TASK PROMPT: Look through the listing and report every line that has "state" in it.

SUPPLIED DATA:
//! Incremental pipeline: advance stage-by-stage, inspecting each
//! intermediate result before continuing.
//!
//! Unlike [`crate::process`] and [`crate::process_staged`] which run
//! every stage in one call, [`Pipeline`] lets the caller drive
//! execution one step at a time:
//!
//! ```rust
//! # use edgemark_pipeline::{Pipeline, CannyConfig, PipelineError};
//! # fn run(gray: image::GrayImage) -> Result<(), PipelineError> {
//! let config = CannyConfig::default();
//! let classified = Pipeline::new(gray, config)
//!     .blur()?
//!     .gradients()
//!     .suppress()
//!     .classify();
//!
//! let staged = classified.into_result();
//! # Ok(())
//! # }
//! ```
//!
//! Each stage method consumes `self` and returns the next pipeline
//! state, carrying all previously computed intermediates. The caller
//! can inspect the current stage's output via accessor methods at any
//! point.
//!
//! Every stage retains the full grids computed so far; for a 1000x1000
//! source this pins a few dozen megabytes until
//! [`Classified::into_result`] consumes the final stage. This is
//! intentional: [`StagedResult`] needs every intermediate for
//! diagnostic rendering. Callers that only want the final labels should
//! prefer [`crate::process`].

use std::time::Instant;

use crate::diagnostics::{PipelineDiagnostics, PipelineSummary, StageDiagnostics, StageMetrics};
use crate::filter;
use crate::gradient::{self, GradientField};
use crate::hysteresis::{self, EdgeLabel, EdgeMap};
use crate::kernel::Kernel;
use crate::types::{CannyConfig, Dimensions, GrayImage, PipelineError, StagedResult};

// ───────────────────────── Stage 0: Pending ──────────────────────────

/// Pipeline state before any processing has occurred.
///
/// The source grid and config are stored but not yet touched. Call
/// [`blur`](Self::blur) to advance to the next stage.
#[must_use = "pipeline stages are consumed by advancing — call .blur() to continue"]
pub struct Pending {
    config: CannyConfig,
    gray: GrayImage,
}

impl Pending {
    /// The source grayscale grid.
    #[must_use]
    pub const fn gray(&self) -> &GrayImage {
        &self.gray
    }

    /// Validate the configuration, then blur and advance to the
    /// [`Blurred`] stage.
    ///
    /// # Errors
    ///
    /// Returns [`PipelineError::InvalidConfig`] for a degenerate
    /// configuration and [`PipelineError::EmptyImage`] for a
    /// zero-dimension grid.
    pub fn blur(self) -> Result<Blurred, PipelineError> {
        self.config.validate()?;
        if self.gray.width() == 0 || self.gray.height() == 0 {
            return Err(PipelineError::EmptyImage);
        }

        let dimensions = Dimensions {
            width: self.gray.width(),
            height: self.gray.height(),
        };

        let start = Instant::now();
        let kernel = Kernel::gaussian(self.config.filter_size, self.config.sigma);
        let blurred = filter::convolve(&self.gray, &kernel);
        let blur_diag = StageDiagnostics {
            duration: start.elapsed(),
            metrics: StageMetrics::Blur {
                filter_size: self.config.filter_size,
                sigma: self.config.sigma,
            },
        };

        Ok(Blurred {
            config: self.config,
            blurred,
            dimensions,
            blur_diag,
        })
    }
}

// ───────────────────────── Stage 1: Blurred ──────────────────────────

/// Pipeline state after Gaussian blur.
///
/// Call [`gradients`](Self::gradients) to advance to the next stage.
#[must_use = "pipeline stages are consumed by advancing — call .gradients() to continue"]
pub struct Blurred {
    config: CannyConfig,
    blurred: GrayImage,
    dimensions: Dimensions,
    blur_diag: StageDiagnostics,
}

impl Blurred {
    /// The blurred grayscale grid.
    #[must_use]
    pub const fn blurred(&self) -> &GrayImage {
        &self.blurred
    }

    /// Build the Sobel gradient field and advance to the
    /// [`GradientsBuilt`] stage.
    pub fn gradients(self) -> GradientsBuilt {
        let start = Instant::now();
        let gradients = gradient::build_gradient_field(&self.blurred);
        let gradient_diag = StageDiagnostics {
            duration: start.elapsed(),
            metrics: StageMetrics::Gradients {
                max_magnitude: gradients.max_magnitude(),
            },
        };

        GradientsBuilt {
            config: self.config,
            blurred: self.blurred,
            gradients,
            dimensions: self.dimensions,
            blur_diag: self.blur_diag,
            gradient_diag,
        }
    }
}

// ───────────────────────── Stage 2: GradientsBuilt ───────────────────

/// Pipeline state after gradient estimation.
///
/// Call [`suppress`](Self::suppress) to advance to the next stage.
#[must_use = "pipeline stages are consumed by advancing — call .suppress() to continue"]
pub struct GradientsBuilt {
    config: CannyConfig,
    blurred: GrayImage,
    gradients: GradientField,
    dimensions: Dimensions,
    blur_diag: StageDiagnostics,
    gradient_diag: StageDiagnostics,
}

impl GradientsBuilt {
    /// The raw gradient field.
    #[must_use]
    pub const fn gradients(&self) -> &GradientField {
        &self.gradients
    }

    /// Run non-maximal suppression and advance to the [`Suppressed`]
    /// stage.
    pub fn suppress(self) -> Suppressed {
        let start = Instant::now();
        let suppressed = self.config.suppressor.suppress(&self.gradients);
        let survivors = suppressed
            .pixels()
            .filter(|g| g.magnitude() > 0.0)
            .count() as u64;
        let suppression_diag = StageDiagnostics {
            duration: start.elapsed(),
            metrics: StageMetrics::Suppression {
                strategy: format!("{:?}", self.config.suppressor),
                survivors,
                total_pixel_count: u64::from(self.dimensions.width)
                    * u64::from(self.dimensions.height),
            },
        };

        Suppressed {
            config: self.config,
            blurred: self.blurred,
            gradients: self.gradients,
            suppressed,
            dimensions: self.dimensions,
            blur_diag: self.blur_diag,
            gradient_diag: self.gradient_diag,
            suppression_diag,
        }
    }
}

// ───────────────────────── Stage 3: Suppressed ───────────────────────

/// Pipeline state after non-maximal suppression.
///
/// Call [`classify`](Self::classify) to advance to the final stage.
#[must_use = "pipeline stages are consumed by advancing — call .classify() to continue"]
pub struct Suppressed {
    config: CannyConfig,
    blurred: GrayImage,
    gradients: GradientField,
    suppressed: GradientField,
    dimensions: Dimensions,
    blur_diag: StageDiagnostics,
    gradient_diag: StageDiagnostics,
    suppression_diag: StageDiagnostics,
}

impl Suppressed {
    /// The suppressed gradient field.
    #[must_use]
    pub const fn suppressed(&self) -> &GradientField {
        &self.suppressed
    }

    /// Run hysteresis classification and advance to the [`Classified`]
    /// stage.
    pub fn classify(self) -> Classified {
        let start = Instant::now();
        let edges = hysteresis::classify(
            &self.suppressed,
            self.config.low_threshold,
            self.config.high_threshold,
        );
        let hysteresis_diag = StageDiagnostics {
            duration: start.elapsed(),
            metrics: StageMetrics::Hysteresis {
                low_threshold: self.config.low_threshold,
                high_threshold: self.config.high_threshold,
                strong: edges.count(EdgeLabel::Strong) as u64,
                weak: edges.count(EdgeLabel::Weak) as u64,
                dropped: edges.count(EdgeLabel::Dropped) as u64,
            },
        };

        Classified {
            blurred: self.blurred,
            gradients: self.gradients,
            suppressed: self.suppressed,
            edges,
            dimensions: self.dimensions,
            blur_diag: self.blur_diag,
            gradient_diag: self.gradient_diag,
            suppression_diag: self.suppression_diag,
            hysteresis_diag,
        }
    }
}

// ───────────────────────── Stage 4: Classified ───────────────────────

/// Final pipeline state: every intermediate plus the edge label map.
#[must_use = "call .into_result() to obtain the staged result"]
pub struct Classified {
    blurred: GrayImage,
    gradients: GradientField,
    suppressed: GradientField,
    edges: EdgeMap,
    dimensions: Dimensions,
    blur_diag: StageDiagnostics,
    gradient_diag: StageDiagnostics,
    suppression_diag: StageDiagnostics,
    hysteresis_diag: StageDiagnostics,
}

impl Classified {
    /// The final edge label map.
    #[must_use]
    pub const fn edges(&self) -> &EdgeMap {
        &self.edges
    }

    /// Consume the pipeline, returning every retained intermediate and
    /// the collected diagnostics.
    pub fn into_result(self) -> StagedResult {
        let edge_pixel_count = (self.edges.count(EdgeLabel::Strong)
            + self.edges.count(EdgeLabel::Weak)) as u64;
        let total_duration = self.blur_diag.duration
            + self.gradient_diag.duration
            + self.suppression_diag.duration
            + self.hysteresis_diag.duration;

        let diagnostics = PipelineDiagnostics {
            blur: self.blur_diag,
            gradients: self.gradient_diag,
            suppression: self.suppression_diag,
            hysteresis: self.hysteresis_diag,
            total_duration,
            summary: PipelineSummary {
                image_width: self.dimensions.width,
                image_height: self.dimensions.height,
                pixel_count: u64::from(self.dimensions.width)
                    * u64::from(self.dimensions.height),
                edge_pixel_count,
            },
        };

        StagedResult {
            blurred: self.blurred,
            gradients: self.gradients,
            suppressed: self.suppressed,
            edges: self.edges,
            dimensions: self.dimensions,
            diagnostics,
        }
    }
}

// ───────────────────────── Entry point ───────────────────────────────

/// Entry point for incremental pipeline execution.
pub struct Pipeline;

impl Pipeline {
    /// Begin a pipeline run over `gray` with `config`.
    pub fn new(gray: GrayImage, config: CannyConfig) -> Pending {
        Pending { config, gray }
    }
}

#[cfg(test)]
#[allow(clippy::unwrap_used)]
mod tests {
    use super::*;

    fn stripe_image() -> GrayImage {
        GrayImage::from_fn(9, 9, |x, _y| {
            if (3..=5).contains(&x) {
                image::Luma([255])
            } else {
                image::Luma([0])
            }
        })
    }

    #[test]
    fn stages_advance_and_preserve_dimensions() {
        let pending = Pipeline::new(stripe_image(), CannyConfig::default());
        let blurred = pending.blur().unwrap();
        assert_eq!(blurred.blurred().width(), 9);

        let gradients = blurred.gradients();
        assert_eq!(gradients.gradients().width(), 9);

        let suppressed = gradients.suppress();
        assert_eq!(suppressed.suppressed().height(), 9);

        let classified = suppressed.classify();
        assert_eq!(classified.edges().width(), 9);

        let staged = classified.into_result();
        assert_eq!(
            staged.dimensions,
            Dimensions {
                width: 9,
                height: 9
            },
        );
    }

    #[test]
    fn invalid_config_fails_at_blur() {
        let config = CannyConfig {
            sigma: -1.0,
            ..CannyConfig::default()
        };
        let result = Pipeline::new(stripe_image(), config).blur();
        assert!(matches!(result, Err(PipelineError::InvalidConfig(_))));
    }

    #[test]
    fn empty_image_fails_at_blur() {
        let result = Pipeline::new(GrayImage::new(0, 0), CannyConfig::default()).blur();
        assert!(matches!(result, Err(PipelineError::EmptyImage)));
    }

    #[test]
    fn diagnostics_cover_every_stage() {
        let staged = Pipeline::new(stripe_image(), CannyConfig::default())
            .blur()
            .unwrap()
            .gradients()
            .suppress()
            .classify()
            .into_result();

        let diag = &staged.diagnostics;
        assert_eq!(diag.summary.pixel_count, 81);
        assert!(
            diag.total_duration
                >= diag.blur.duration.max(diag.hysteresis.duration),
        );
        assert!(matches!(diag.blur.metrics, StageMetrics::Blur { .. }));
        assert!(matches!(
            diag.hysteresis.metrics,
            StageMetrics::Hysteresis { .. },
        ));
    }

    #[test]
    fn suppression_survivor_count_matches_field() {
        let staged = Pipeline::new(stripe_image(), CannyConfig::default())
            .blur()
            .unwrap()
            .gradients()
            .suppress()
            .classify()
            .into_result();

        let counted = staged
            .suppressed
            .pixels()
            .filter(|g| g.magnitude() > 0.0)
            .count() as u64;
        if let StageMetrics::Suppression { survivors, .. } = staged.diagnostics.suppression.metrics
        {
            assert_eq!(survivors, counted);
        } else {
            unreachable!("suppression stage records suppression metrics");
        }
    }
}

TASK OUTPUT:
//! state, carrying all previously computed intermediates. The caller
/// Pipeline state before any processing has occurred.
/// Pipeline state after Gaussian blur.
/// Pipeline state after gradient estimation.
/// Pipeline state after non-maximal suppression.
/// Final pipeline state: every intermediate plus the edge label map.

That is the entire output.